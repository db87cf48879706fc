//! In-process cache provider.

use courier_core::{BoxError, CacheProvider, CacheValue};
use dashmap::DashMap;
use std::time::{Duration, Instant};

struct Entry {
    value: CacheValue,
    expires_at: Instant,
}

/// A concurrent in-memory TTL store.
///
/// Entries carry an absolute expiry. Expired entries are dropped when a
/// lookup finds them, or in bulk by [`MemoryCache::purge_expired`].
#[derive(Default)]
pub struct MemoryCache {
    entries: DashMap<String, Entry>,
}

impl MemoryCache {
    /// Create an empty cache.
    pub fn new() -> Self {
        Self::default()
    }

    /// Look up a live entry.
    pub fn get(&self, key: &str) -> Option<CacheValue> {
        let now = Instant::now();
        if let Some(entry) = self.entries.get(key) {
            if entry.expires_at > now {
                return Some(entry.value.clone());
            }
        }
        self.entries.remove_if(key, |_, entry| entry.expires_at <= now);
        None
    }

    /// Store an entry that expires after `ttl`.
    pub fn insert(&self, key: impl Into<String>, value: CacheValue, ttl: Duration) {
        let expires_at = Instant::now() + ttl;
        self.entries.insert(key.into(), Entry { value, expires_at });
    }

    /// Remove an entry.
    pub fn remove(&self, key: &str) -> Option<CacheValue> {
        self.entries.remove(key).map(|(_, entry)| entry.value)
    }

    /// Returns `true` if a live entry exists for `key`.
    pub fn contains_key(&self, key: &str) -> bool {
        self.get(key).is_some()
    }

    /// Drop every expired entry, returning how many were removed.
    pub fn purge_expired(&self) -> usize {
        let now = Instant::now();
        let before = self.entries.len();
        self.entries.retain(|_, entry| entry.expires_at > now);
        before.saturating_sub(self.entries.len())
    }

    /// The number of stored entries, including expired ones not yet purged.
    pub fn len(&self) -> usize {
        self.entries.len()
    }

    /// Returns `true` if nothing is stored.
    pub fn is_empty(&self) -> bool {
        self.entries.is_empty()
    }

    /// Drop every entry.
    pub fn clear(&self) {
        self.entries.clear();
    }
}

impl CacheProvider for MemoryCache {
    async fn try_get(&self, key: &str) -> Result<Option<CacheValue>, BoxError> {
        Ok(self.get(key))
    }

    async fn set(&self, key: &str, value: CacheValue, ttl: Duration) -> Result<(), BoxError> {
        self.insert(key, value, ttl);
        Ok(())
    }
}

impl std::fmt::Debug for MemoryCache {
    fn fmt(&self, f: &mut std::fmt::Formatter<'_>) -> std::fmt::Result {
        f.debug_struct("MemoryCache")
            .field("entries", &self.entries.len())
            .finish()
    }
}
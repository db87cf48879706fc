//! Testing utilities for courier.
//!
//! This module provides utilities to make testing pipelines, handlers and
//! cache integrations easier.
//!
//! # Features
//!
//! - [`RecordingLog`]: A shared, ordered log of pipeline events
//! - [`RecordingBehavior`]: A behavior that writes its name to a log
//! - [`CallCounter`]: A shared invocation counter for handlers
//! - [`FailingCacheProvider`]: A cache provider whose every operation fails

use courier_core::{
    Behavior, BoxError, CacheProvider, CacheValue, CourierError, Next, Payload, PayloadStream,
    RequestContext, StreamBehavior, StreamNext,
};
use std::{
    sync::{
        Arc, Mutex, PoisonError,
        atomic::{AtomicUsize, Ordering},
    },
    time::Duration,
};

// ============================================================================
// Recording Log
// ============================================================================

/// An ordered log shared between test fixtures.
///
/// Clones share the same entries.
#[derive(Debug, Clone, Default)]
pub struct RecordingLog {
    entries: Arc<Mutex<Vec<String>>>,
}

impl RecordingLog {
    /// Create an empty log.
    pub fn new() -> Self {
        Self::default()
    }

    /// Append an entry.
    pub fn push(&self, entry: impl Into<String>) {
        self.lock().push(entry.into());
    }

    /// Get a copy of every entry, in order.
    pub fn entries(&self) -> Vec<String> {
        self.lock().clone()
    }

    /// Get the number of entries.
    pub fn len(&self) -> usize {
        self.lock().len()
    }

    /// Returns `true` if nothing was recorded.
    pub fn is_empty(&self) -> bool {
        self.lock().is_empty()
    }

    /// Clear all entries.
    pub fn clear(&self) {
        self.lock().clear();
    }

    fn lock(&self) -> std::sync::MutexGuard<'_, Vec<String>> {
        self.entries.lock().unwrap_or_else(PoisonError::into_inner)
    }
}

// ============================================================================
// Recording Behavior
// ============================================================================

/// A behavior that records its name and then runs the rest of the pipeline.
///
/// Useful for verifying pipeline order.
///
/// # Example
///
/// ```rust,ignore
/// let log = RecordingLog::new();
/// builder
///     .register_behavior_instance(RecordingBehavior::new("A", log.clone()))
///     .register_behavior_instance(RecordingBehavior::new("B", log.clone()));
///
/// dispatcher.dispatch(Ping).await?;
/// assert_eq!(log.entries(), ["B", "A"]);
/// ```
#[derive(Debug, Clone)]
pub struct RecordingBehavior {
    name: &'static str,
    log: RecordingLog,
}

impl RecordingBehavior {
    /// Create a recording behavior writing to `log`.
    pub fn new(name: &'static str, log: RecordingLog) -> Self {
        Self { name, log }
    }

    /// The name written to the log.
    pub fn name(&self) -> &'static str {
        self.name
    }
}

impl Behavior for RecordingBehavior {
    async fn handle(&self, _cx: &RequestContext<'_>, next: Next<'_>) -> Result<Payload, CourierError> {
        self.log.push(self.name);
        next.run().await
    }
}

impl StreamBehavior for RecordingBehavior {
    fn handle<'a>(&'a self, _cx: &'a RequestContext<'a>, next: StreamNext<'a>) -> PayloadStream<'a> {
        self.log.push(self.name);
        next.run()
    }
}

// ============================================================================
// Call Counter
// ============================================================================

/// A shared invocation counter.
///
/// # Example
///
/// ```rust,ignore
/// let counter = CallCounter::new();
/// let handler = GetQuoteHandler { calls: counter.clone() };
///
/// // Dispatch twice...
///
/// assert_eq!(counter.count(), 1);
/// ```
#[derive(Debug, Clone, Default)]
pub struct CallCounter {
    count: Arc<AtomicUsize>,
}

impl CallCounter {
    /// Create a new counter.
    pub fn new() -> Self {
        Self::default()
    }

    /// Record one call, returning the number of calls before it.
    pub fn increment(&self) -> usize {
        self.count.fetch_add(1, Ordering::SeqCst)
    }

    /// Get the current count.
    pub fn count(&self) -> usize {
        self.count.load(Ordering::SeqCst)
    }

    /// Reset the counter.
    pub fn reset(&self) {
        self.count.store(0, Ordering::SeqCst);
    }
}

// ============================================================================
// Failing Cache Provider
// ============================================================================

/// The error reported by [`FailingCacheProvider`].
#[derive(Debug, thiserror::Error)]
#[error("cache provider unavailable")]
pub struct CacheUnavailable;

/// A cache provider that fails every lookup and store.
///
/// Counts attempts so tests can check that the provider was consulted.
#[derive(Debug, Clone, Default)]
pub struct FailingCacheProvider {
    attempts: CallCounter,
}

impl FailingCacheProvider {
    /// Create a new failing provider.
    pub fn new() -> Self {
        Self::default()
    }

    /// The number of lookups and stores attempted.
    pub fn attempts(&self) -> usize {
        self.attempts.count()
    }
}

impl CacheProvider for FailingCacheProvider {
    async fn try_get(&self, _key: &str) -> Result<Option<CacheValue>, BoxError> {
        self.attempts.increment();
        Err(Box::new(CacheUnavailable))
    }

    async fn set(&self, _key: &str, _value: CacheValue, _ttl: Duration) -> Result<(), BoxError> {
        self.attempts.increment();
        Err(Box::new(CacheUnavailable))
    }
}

....................

= PROBLEM TO WORK ON =
Produce a word-for-word copy of everything above from the line holding "many were removed." down to the line holding "impl CacheProvider for MemoryCache", with both of those lines kept.

= TASK RESPONSE =
    /// Drop every expired entry, returning how many were removed.
    pub fn purge_expired(&self) -> usize {
        let now = Instant::now();
        let before = self.entries.len();
        self.entries.retain(|_, entry| entry.expires_at > now);
        before.saturating_sub(self.entries.len())
    }

    /// The number of stored entries, including expired ones not yet purged.
    pub fn len(&self) -> usize {
        self.entries.len()
    }

    /// Returns `true` if nothing is stored.
    pub fn is_empty(&self) -> bool {
        self.entries.is_empty()
    }

    /// Drop every entry.
    pub fn clear(&self) {
        self.entries.clear();
    }
}

impl CacheProvider for MemoryCache {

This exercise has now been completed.